#### [WORK TO COMPLETE]
The first line of the entries through the line bearing "pub const SIGNATURE_HEADER: &str": copy these lines exactly and return nothing else.

Items listed in a dataset
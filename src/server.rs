use std::net::SocketAddr;
use std::sync::Arc;

use anyhow::{Context, Result};
use axum::Router;
use axum::body::Bytes;
use axum::extract::State;
use axum::http::{HeaderMap, StatusCode};
use axum::response::{IntoResponse, Response};
use axum::routing::{get, post};
use hmac::{Hmac, Mac};
use sha2::Sha256;
use tokio::net::TcpListener;

use crate::dispatcher::Dispatcher;
use crate::domain::webhook::parse_webhook_event;
use crate::error::SignatureError;

pub const SIGNATURE_HEADER: &str = "x-hub-signature-256";
pub const EVENT_HEADER: &str = "x-github-event";
pub const DELIVERY_HEADER: &str = "x-github-delivery";

type HmacSha256 = Hmac<Sha256>;

/// Shared by every request on the webhook router.
pub struct WebhookState {
    pub dispatcher: Arc<Dispatcher>,
    pub secret: String,
}

/// Check a `sha256=<hex>` header against the HMAC of the raw body.
pub fn verify_signature(
    secret: &str,
    body: &[u8],
    header: Option<&str>,
) -> Result<(), SignatureError> {
    let header = header.ok_or(SignatureError::Missing)?;
    let hex_digest = header
        .trim()
        .strip_prefix("sha256=")
        .ok_or(SignatureError::UnsupportedScheme)?;
    let expected = hex::decode(hex_digest).map_err(|_| SignatureError::NotHex)?;

    let mut mac =
        HmacSha256::new_from_slice(secret.as_bytes()).map_err(|_| SignatureError::Mismatch)?;
    mac.update(body);
    mac.verify_slice(&expected)
        .map_err(|_| SignatureError::Mismatch)
}

fn header_str<'a>(headers: &'a HeaderMap, name: &str) -> Option<&'a str> {
    headers.get(name).and_then(|v| v.to_str().ok())
}

pub fn build_webhook_router(state: WebhookState, webhook_path: &str) -> Router {
    Router::new()
        .route(webhook_path, post(receive_delivery))
        .route("/healthz", get(healthz))
        .with_state(Arc::new(state))
}

async fn healthz() -> &'static str {
    "ok"
}

async fn receive_delivery(
    State(state): State<Arc<WebhookState>>,
    headers: HeaderMap,
    body: Bytes,
) -> Response {
    let delivery = header_str(&headers, DELIVERY_HEADER).unwrap_or("-");

    if let Err(err) = verify_signature(&state.secret, &body, header_str(&headers, SIGNATURE_HEADER))
    {
        tracing::warn!(delivery, error = %err, "rejected webhook delivery");
        return (StatusCode::UNAUTHORIZED, "invalid signature").into_response();
    }

    let event_name = header_str(&headers, EVENT_HEADER).unwrap_or_default();
    match parse_webhook_event(event_name, &body) {
        Ok(Some(event)) => {
            tracing::info!(
                delivery,
                event = event.name(),
                repo = %event.repo().full_name(),
                issue = event.issue().number,
                actor = event.actor(),
                "webhook accepted"
            );
            let dispatcher = state.dispatcher.clone();
            tokio::spawn(async move {
                dispatcher.handle(event).await;
            });
            (StatusCode::ACCEPTED, "accepted").into_response()
        }
        Ok(None) => {
            tracing::debug!(delivery, event = event_name, "webhook ignored");
            (StatusCode::OK, "ignored").into_response()
        }
        Err(err) => {
            tracing::warn!(delivery, event = event_name, error = %err, "malformed webhook payload");
            (StatusCode::BAD_REQUEST, "invalid payload").into_response()
        }
    }
}

pub async fn run_webhook_server(bind: &str, webhook_path: &str, state: WebhookState) -> Result<()> {
    let bind_addr: SocketAddr = bind
        .parse()
        .with_context(|| format!("Invalid bind address '{bind}': expected host:port"))?;
    let listener = TcpListener::bind(bind_addr)
        .await
        .with_context(|| format!("Failed to bind webhook server on {bind_addr}"))?;
    let local_addr = listener
        .local_addr()
        .context("Failed to resolve webhook listen address")?;
    tracing::info!(addr = %local_addr, path = webhook_path, "webhook server listening");

    let app = build_webhook_router(state, webhook_path);
    axum::serve(listener, app)
        .with_graceful_shutdown(async {
            let _ = tokio::signal::ctrl_c().await;
        })
        .await
        .context("Webhook server exited unexpectedly")?;
    tracing::info!("webhook server stopped");
    Ok(())
}
use std::time::Duration;

use anyhow::{Context, Result};
use async_trait::async_trait;
use serde::de::DeserializeOwned;
use serde_json::json;

use crate::error::TrackerError;

use super::types::{IssueComment, PublishedComment, RepoRef};

const COMMENTS_PER_PAGE: usize = 100;
const MAX_COMMENT_PAGES: u32 = 50;

/// The four issue-tracker calls the bot makes.
#[async_trait]
pub trait IssueTracker: Send + Sync {
    /// All comments on an issue, oldest first.
    async fn list_comments(
        &self,
        repo: &RepoRef,
        issue_number: u64,
    ) -> Result<Vec<IssueComment>, TrackerError>;

    async fn create_comment(
        &self,
        repo: &RepoRef,
        issue_number: u64,
        body: &str,
    ) -> Result<PublishedComment, TrackerError>;

    async fn update_comment(
        &self,
        repo: &RepoRef,
        comment_id: u64,
        body: &str,
    ) -> Result<PublishedComment, TrackerError>;

    async fn add_labels(
        &self,
        repo: &RepoRef,
        issue_number: u64,
        labels: &[String],
    ) -> Result<(), TrackerError>;
}

/// GitHub REST v3 client authenticated with a bearer token.
#[derive(Clone)]
pub struct GithubClient {
    http: reqwest::Client,
    api_base: String,
}

impl GithubClient {
    pub fn new(api_base: &str, token: &str, timeout: Duration) -> Result<Self> {
        let mut headers = reqwest::header::HeaderMap::new();
        headers.insert(
            reqwest::header::USER_AGENT,
            reqwest::header::HeaderValue::from_static("issue-grader"),
        );
        headers.insert(
            reqwest::header::ACCEPT,
            reqwest::header::HeaderValue::from_static("application/vnd.github+json"),
        );
        headers.insert(
            "x-github-api-version",
            reqwest::header::HeaderValue::from_static("2022-11-28"),
        );
        let mut auth = reqwest::header::HeaderValue::from_str(&format!("Bearer {}", token.trim()))
            .context("Invalid GitHub token")?;
        auth.set_sensitive(true);
        headers.insert(reqwest::header::AUTHORIZATION, auth);

        let http = reqwest::Client::builder()
            .default_headers(headers)
            .timeout(timeout)
            .build()
            .context("Failed to build GitHub HTTP client")?;

        Ok(Self {
            http,
            api_base: api_base.trim_end_matches('/').to_string(),
        })
    }

    fn repo_url(&self, repo: &RepoRef, tail: &str) -> String {
        format!("{}/repos/{}/{}/{}", self.api_base, repo.owner, repo.name, tail)
    }

    async fn send_json<T: DeserializeOwned>(
        &self,
        operation: &str,
        request: reqwest::RequestBuilder,
    ) -> Result<T> {
        let response = request
            .send()
            .await
            .with_context(|| format!("Failed to send GitHub {operation} request"))?;

        if !response.status().is_success() {
            let status = response.status();
            let body = response.text().await.unwrap_or_default();
            anyhow::bail!("GitHub API error ({}): {}", status, body);
        }

        response
            .json()
            .await
            .with_context(|| format!("Failed to parse GitHub {operation} response"))
    }

    async fn fetch_comments(&self, repo: &RepoRef, issue_number: u64) -> Result<Vec<IssueComment>> {
        let url = self.repo_url(repo, &format!("issues/{issue_number}/comments"));
        let mut all = Vec::new();
        for page in 1..=MAX_COMMENT_PAGES {
            let request = self
                .http
                .get(format!("{url}?per_page={COMMENTS_PER_PAGE}&page={page}"));
            let chunk: Vec<IssueComment> = self.send_json("list comments", request).await?;
            let chunk_len = chunk.len();
            all.extend(chunk);
            if chunk_len < COMMENTS_PER_PAGE {
                break;
            }
        }
        Ok(all)
    }
}

#[async_trait]
impl IssueTracker for GithubClient {
    async fn list_comments(
        &self,
        repo: &RepoRef,
        issue_number: u64,
    ) -> Result<Vec<IssueComment>, TrackerError> {
        self.fetch_comments(repo, issue_number)
            .await
            .map_err(|e| TrackerError::new("list comments", e))
    }

    async fn create_comment(
        &self,
        repo: &RepoRef,
        issue_number: u64,
        body: &str,
    ) -> Result<PublishedComment, TrackerError> {
        let request = self
            .http
            .post(self.repo_url(repo, &format!("issues/{issue_number}/comments")))
            .json(&json!({ "body": body }));
        self.send_json("create comment", request)
            .await
            .map_err(|e| TrackerError::new("create comment", e))
    }

    async fn update_comment(
        &self,
        repo: &RepoRef,
        comment_id: u64,
        body: &str,
    ) -> Result<PublishedComment, TrackerError> {
        let request = self
            .http
            .patch(self.repo_url(repo, &format!("issues/comments/{comment_id}")))
            .json(&json!({ "body": body }));
        self.send_json("update comment", request)
            .await
            .map_err(|e| TrackerError::new("update comment", e))
    }

    async fn add_labels(
        &self,
        repo: &RepoRef,
        issue_number: u64,
        labels: &[String],
    ) -> Result<(), TrackerError> {
        let request = self
            .http
            .post(self.repo_url(repo, &format!("issues/{issue_number}/labels")))
            .json(&json!({ "labels": labels }));
        self.send_json::<serde_json::Value>("add labels", request)
            .await
            .map(|_| ())
            .map_err(|e| TrackerError::new("add labels", e))
    }
}

#[cfg(test)]
mod tests {
    use super::*;
    use httpmock::prelude::*;

    fn client(server: &MockServer) -> GithubClient {
        GithubClient::new(&server.base_url(), "ghs_test", Duration::from_secs(5)).expect("client")
    }

    fn repo() -> RepoRef {
        RepoRef::new("acme", "widgets")
    }

    fn comment_json(id: u64) -> serde_json::Value {
        json!({ "id": id, "body": "hi", "user": { "login": "alice", "type": "User" } })
    }

    #[tokio::test]
    async fn list_comments_follows_pages() {
        let server = MockServer::start_async().await;
        let first: Vec<_> = (1..=100).map(comment_json).collect();
        let page_one = server.mock(|when, then| {
            when.method(GET)
                .path("/repos/acme/widgets/issues/4/comments")
                .query_param("page", "1")
                .header("authorization", "Bearer ghs_test");
            then.status(200).json_body(serde_json::Value::Array(first));
        });
        let page_two = server.mock(|when, then| {
            when.method(GET)
                .path("/repos/acme/widgets/issues/4/comments")
                .query_param("page", "2");
            then.status(200).json_body(json!([comment_json(101)]));
        });

        let comments = client(&server).list_comments(&repo(), 4).await.expect("list");
        assert_eq!(comments.len(), 101);
        assert_eq!(comments.last().map(|c| c.id), Some(101));
        page_one.assert();
        page_two.assert();
    }

    #[tokio::test]
    async fn create_and_update_send_body() {
        let server = MockServer::start_async().await;
        let create = server.mock(|when, then| {
            when.method(POST)
                .path("/repos/acme/widgets/issues/4/comments")
                .json_body(json!({ "body": "report" }));
            then.status(201)
                .json_body(json!({ "id": 77, "html_url": "https://github.com/acme/widgets/issues/4#issuecomment-77" }));
        });
        let update = server.mock(|when, then| {
            when.method(PATCH)
                .path("/repos/acme/widgets/issues/comments/77")
                .json_body(json!({ "body": "report v2" }));
            then.status(200).json_body(json!({ "id": 77 }));
        });

        let github = client(&server);
        let created = github.create_comment(&repo(), 4, "report").await.expect("create");
        assert_eq!(created.id, 77);
        let updated = github.update_comment(&repo(), 77, "report v2").await.expect("update");
        assert_eq!(updated.id, 77);
        create.assert();
        update.assert();
    }

    #[tokio::test]
    async fn add_labels_posts_label_list() {
        let server = MockServer::start_async().await;
        let labels = server.mock(|when, then| {
            when.method(POST)
                .path("/repos/acme/widgets/issues/4/labels")
                .json_body(json!({ "labels": ["good"] }));
            then.status(200).json_body(json!([{ "id": 1, "name": "good" }]));
        });

        client(&server)
            .add_labels(&repo(), 4, &["good".to_string()])
            .await
            .expect("labels");
        labels.assert();
    }

    #[tokio::test]
    async fn failures_carry_operation_and_status() {
        let server = MockServer::start_async().await;
        server.mock(|when, then| {
            when.method(POST);
            then.status(403).body("Resource not accessible by integration");
        });

        let error = client(&server)
            .create_comment(&repo(), 4, "report")
            .await
            .expect_err("forbidden");
        assert_eq!(error.operation, "create comment");
        assert!(error.message.contains("403"), "{}", error.message);
        assert!(error.to_string().starts_with("github create comment failed"));
    }
}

#### [EXERCISE OUTPUT]
filename src/server.rs
use std::net::SocketAddr;
use std::sync::Arc;

use anyhow::{Context, Result};
use axum::Router;
use axum::body::Bytes;
use axum::extract::State;
use axum::http::{HeaderMap, StatusCode};
use axum::response::{IntoResponse, Response};
use axum::routing::{get, post};
use hmac::{Hmac, Mac};
use sha2::Sha256;
use tokio::net::TcpListener;

use crate::dispatcher::Dispatcher;
use crate::domain::webhook::parse_webhook_event;
use crate::error::SignatureError;

pub const SIGNATURE_HEADER: &str = "x-hub-signature-256";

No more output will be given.